なお、料率のディスカウント方法には、(1) Tiered Rates(階層別ディスカウント)と(2) Belnded Rates(混合型ディスカウント)の種類がある。

(1) Tiered Rates
一定の範囲内のコミットメント額に対し、1つの料率のみが適用されるケースである。例えば、1億ユーロまでのコミットメントの場合2%、1億ユーロから2億ユーロまでのコミットメントには1.75%、2億ユーロ超のコミットメントには1.5%が適用される、というケースである。

(2) Blended Rates
コミットメント額をいくつかのトランシェに分け、そのトランシェ毎に適用される料率を変更する考え方である。例えば、下図に示すように、2億5,000万ユーロのコミットメントを行う場合、実効適用料率は1.8%となる。このようにTiered Ratesに比べて少し料率が高くなることもあってか、このBlended Ratesは実際には見たことがない。
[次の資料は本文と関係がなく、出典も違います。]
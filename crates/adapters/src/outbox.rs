//! Outbox publisher: records approved posts to a JSONL file instead of sending them.

use async_trait::async_trait;
use news_curator_domain::{Credentials, Platform, PublishError, PublishReceipt, Publisher};
use serde::Serialize;
use std::path::{Path, PathBuf};
use std::sync::Arc;
use time::OffsetDateTime;
use tokio::fs::{self, OpenOptions};
use tokio::io::AsyncWriteExt;
use tokio::sync::Mutex;
use uuid::Uuid;

#[derive(Debug, thiserror::Error)]
pub enum OutboxError {
    #[error("IO error: {0}")]
    Io(#[from] std::io::Error),
    #[error("Serialization error: {0}")]
    Serialize(#[from] serde_json::Error),
}

#[derive(Debug, Clone)]
pub struct OutboxWriter {
    path: PathBuf,
    file: Arc<Mutex<tokio::fs::File>>,
}

impl OutboxWriter {
    pub async fn new(path: PathBuf) -> Result<Self, OutboxError> {
        if let Some(parent) = path.parent() {
            if !parent.as_os_str().is_empty() {
                fs::create_dir_all(parent).await?;
            }
        }

        let file = OpenOptions::new()
            .create(true)
            .append(true)
            .open(&path)
            .await?;

        Ok(Self {
            path,
            file: Arc::new(Mutex::new(file)),
        })
    }

    pub fn path(&self) -> &Path {
        &self.path
    }

    async fn append(&self, entry: &OutboxEntry<'_>) -> Result<(), OutboxError> {
        let line = serde_json::to_string(entry)?;
        let mut file = self.file.lock().await;
        file.write_all(line.as_bytes()).await?;
        file.write_all(b"\n").await?;
        file.flush().await?;
        Ok(())
    }
}

#[derive(Debug, Clone)]
pub struct OutboxPublisher {
    writer: OutboxWriter,
}

impl OutboxPublisher {
    pub fn new(writer: OutboxWriter) -> Self {
        Self { writer }
    }
}

#[derive(Serialize)]
struct OutboxEntry<'a> {
    id: Uuid,
    platform: Platform,
    text: &'a str,
    has_credential: bool,
    #[serde(with = "time::serde::rfc3339")]
    recorded_at: OffsetDateTime,
}

#[async_trait]
impl Publisher for OutboxPublisher {
    async fn publish(
        &self,
        text: &str,
        platform: Platform,
        credentials: &Credentials,
    ) -> Result<PublishReceipt, PublishError> {
        let entry = OutboxEntry {
            id: Uuid::new_v4(),
            platform,
            text,
            has_credential: credentials.has_token(platform),
            recorded_at: OffsetDateTime::now_utc(),
        };

        self.writer
            .append(&entry)
            .await
            .map_err(|error| PublishError::Api(format!("Outbox write failed: {}", error)))?;

        Ok(PublishReceipt::accepted(
            platform,
            format!("queued in {}", self.writer.path().display()),
        ))
    }
}

#[cfg(test)]
mod tests {
    use super::*;
    use secrecy::SecretString;
    use serde_json::Value;
    use tempfile::TempDir;

    #[tokio::test]
    async fn outbox_publisher_writes_jsonl_entry() {
        let dir = TempDir::new().expect("temp dir");
        let path = dir.path().join("outbox.jsonl");

        let writer = OutboxWriter::new(path.clone()).await.expect("writer");
        let publisher = OutboxPublisher::new(writer);
        let credentials =
            Credentials::new().with_token(Platform::Bluesky, SecretString::new("tok".into()));

        let receipt = publisher
            .publish("Title\nhttps://example.com", Platform::Bluesky, &credentials)
            .await
            .expect("publish");
        assert!(receipt.accepted);

        let contents = tokio::fs::read_to_string(&path).await.expect("read outbox");
        let line = contents.trim();
        let value: Value = serde_json::from_str(line).expect("valid json");

        assert_eq!(value["platform"], "bluesky");
        assert_eq!(value["text"], "Title\nhttps://example.com");
        assert_eq!(value["has_credential"], true);
        assert!(value["recorded_at"].is_string());
        assert!(!contents.contains("tok\""));
    }

    #[tokio::test]
    async fn outbox_appends_one_line_per_post() {
        let dir = TempDir::new().expect("temp dir");
        let path = dir.path().join("nested").join("outbox.jsonl");

        let writer = OutboxWriter::new(path.clone()).await.expect("writer");
        let publisher = OutboxPublisher::new(writer);

        for platform in Platform::ALL {
            publisher
                .publish("post", platform, &Credentials::new())
                .await
                .expect("publish");
        }

        let contents = tokio::fs::read_to_string(&path).await.expect("read outbox");
        assert_eq!(contents.lines().count(), 3);
    }
}
//! Traffic Report - one-shot dump of every analysis query
//!
//! Usage:
//!   cargo run --bin traffic_report -- [--db <path>] [--import <detections.json>]
//!
//! Without `--db` the report runs against a throwaway in-memory store, so
//! `--import` is the only source of records.

use dotenv::dotenv;
use log::info;
use serde::Serialize;
use std::env;
use std::path::PathBuf;
use std::sync::Arc;
use trafficflow::analysis::DetectionAnalysis;
use trafficflow::config::TrafficConfig;
use trafficflow::ingest::watcher::log_import_outcome;
use trafficflow::ingest::IngestPipeline;
use trafficflow::store::{DetectionStore, InMemoryDetectionStore, SqliteDetectionStore};

fn parse_flag(args: &[String], flag: &str) -> Option<PathBuf> {
    args.iter()
        .position(|x| x == flag)
        .and_then(|idx| args.get(idx + 1))
        .map(PathBuf::from)
}

fn print_section<T: Serialize>(name: &str, value: &T) -> Result<(), serde_json::Error> {
    println!("== {} ==", name);
    println!("{}", serde_json::to_string_pretty(value)?);
    Ok(())
}

fn main() -> Result<(), Box<dyn std::error::Error>> {
    dotenv().ok();
    env_logger::Builder::from_env(env_logger::Env::default().default_filter_or("info")).init();

    let args: Vec<String> = env::args().collect();
    let db_path = parse_flag(&args, "--db");
    let import_path = parse_flag(&args, "--import");

    let store: Arc<dyn DetectionStore> = match &db_path {
        Some(path) => Arc::new(SqliteDetectionStore::open(path)?),
        None => Arc::new(InMemoryDetectionStore::new()),
    };
    info!("📦 Using {} store", store.backend_type());

    if let Some(path) = &import_path {
        let config = TrafficConfig::from_env();
        let pipeline =
            IngestPipeline::new(store.clone()).with_analysis_kind(config.analysis_kind);
        info!("📥 Importing with {} classification", pipeline.analysis_kind());
        let outcome = pipeline.load(path);
        log_import_outcome(path, &outcome);
        outcome?;
    }

    let analysis = DetectionAnalysis::new(store);

    print_section("summary", &analysis.analysis_summary())?;
    print_section("total_volume", &analysis.total_volume())?;
    print_section("volume_by_lane", &analysis.volume_by_lane())?;
    print_section("hourly_patterns", &analysis.hourly_patterns())?;
    print_section("avg_speed_by_lane", &analysis.avg_speed_by_lane())?;
    print_section("bottlenecks", &analysis.bottlenecks())?;
    print_section("traffic_evolution", &analysis.traffic_evolution())?;
    print_section("speed_evolution", &analysis.speed_evolution())?;
    print_section("vehicle_type_dominance", &analysis.vehicle_type_dominance())?;
    print_section("array_data", &analysis.array_data())?;
    print_section("list_data", &analysis.list_data())?;
    print_section("tree_data", &analysis.tree_data())?;

    Ok(())
}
ソース:https://www.colmore.com/how-negotiable-are-management-fees/

3.ディスカウントを行う理由②タイミング

こちらも上記のサイズディスカウントと同様、一般的なディスカウント方法である。これは、「指定された期日までにコミットしてくれた投資家には、フィーをディスカウントしますよ」というもので、多くの場合、ファンドのファースト・クローズまでにコミットしてくれた投資家に適用される。このディスカウントは、投資家が早期にコミットするようインセンティブにもなり、GPにとってはファンドレイズの確実性を高めることにもつながる。

別の方法として、一定期間フィーを無料にするという方法をとることがある。これは手数料率を引き下げるものではないが、マネジメントフィーの支払い対象期間を少しでも短くすることで、料率は同じでもそのフィー支払の金額を実質的に引き下げる、という方法である。

4.ディスカウントを行う理由③ロイヤルティ

ロイヤルティディスカウントは、例えばとあるファンドマネージャー(ここではABC社とする)が過去組成したファンド(ここではABC1号ファンドとする)に投資したことがあるLP投資家がいた場合、そのABC2号ファンド等の後続ファンドにも出資してくれたLP投資家には、ディスカウントを適用するというものである。

場合によっては、過去投資したファンドの数に応じて、ディスカウントレートが変動する、ということもある。こうしたディスカウントの手法は、まだ比較的小規模で新しいファンドマネージャーが使うものである。

5.最後に:ディスカウントを行うファンド、行わないファンド

ディスカウントの有無やディスカウントの幅については、ファンドサイズや戦略(VC、バイアウト、インフラ、等)によってばらつきがある。

最近の傾向では、ファンドサイズが大きくなるほど、マネジメントフォーがディスカウントされるケースが

多い。ファンドサイズを4つのカテゴリーに分類すると、下図の通り、ファンドのサイズが35億ドル以上の場合、ディスカウント発生率が最も高く、38%のファンドにおいてディスカウントが適用された。10億ドル未満のサイズのファンドにおいてはディスカウントが行われたのはわずか13%であった。

ファンドサイズとマネジメントフィーのディスカウント有無の間に直接的な相関があるのは、規模の大きいファンドのGPの方がスケールメリットがあるるため、ディスカウントを許容できる柔軟性があるため
と考えられる。

ソース:https://www.colmore.com/how-negotiable-are-management-fees/

この「ファンドサイズが大きいほどマネジメントフィーディスカウントを許容できる柔軟性がある」というのは、同じ戦略をとるファンドで比べても明らかであろう(下図ご参照)。やはりディスカウントを受け入れているファンドは、ファンドサイズが相対的に大きい。

ソース:https://www.colmore.com/how-negotiable-are-management-fees/

ファンドのタイプ別で見た場合、VCファンドは通常ディスカウントを許容しておらず、わずか6%のみがディスカウントを行なっているにとどまるが、VCファンドはどういうわけか、ディスカウントを行うと決めた場合、50bps等の大幅な引き下げを行なっている模様だ(下図ご参照)。一方でバイアウト、グロースエクイティファンドにおいてはそれぞれ約25%、26%のファンドがディスカウントを許容しているものの、そのディスカウント幅はそれぞれ28bpsと34bps程度である。